-- Opening Marker --

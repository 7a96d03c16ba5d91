//! Trip computer firmware library.
//!
//! Exposes the pure-logic modules for integration testing and external
//! inspection. All ESP-IDF-specific code is guarded by
//! `#[cfg(target_os = "espidf")]` within each module.

#![deny(unused_must_use)]

pub mod alarm;
pub mod app;
pub mod config;
pub mod consumption;
pub mod display;
pub mod error;
pub mod scheduler;

pub mod pins;

// Hardware-facing modules compile on every target; the ESP-IDF parts are
// cfg-gated inside.
pub mod adapters;
pub mod drivers;
pub mod sensors;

-- Closing Marker --

Problem: The answer should be the exact lines running from the line containing "pub mod adapters;" to the last line of the entries, with nothing else.

Solution for this exercise:
pub mod adapters;
pub mod drivers;
pub mod sensors;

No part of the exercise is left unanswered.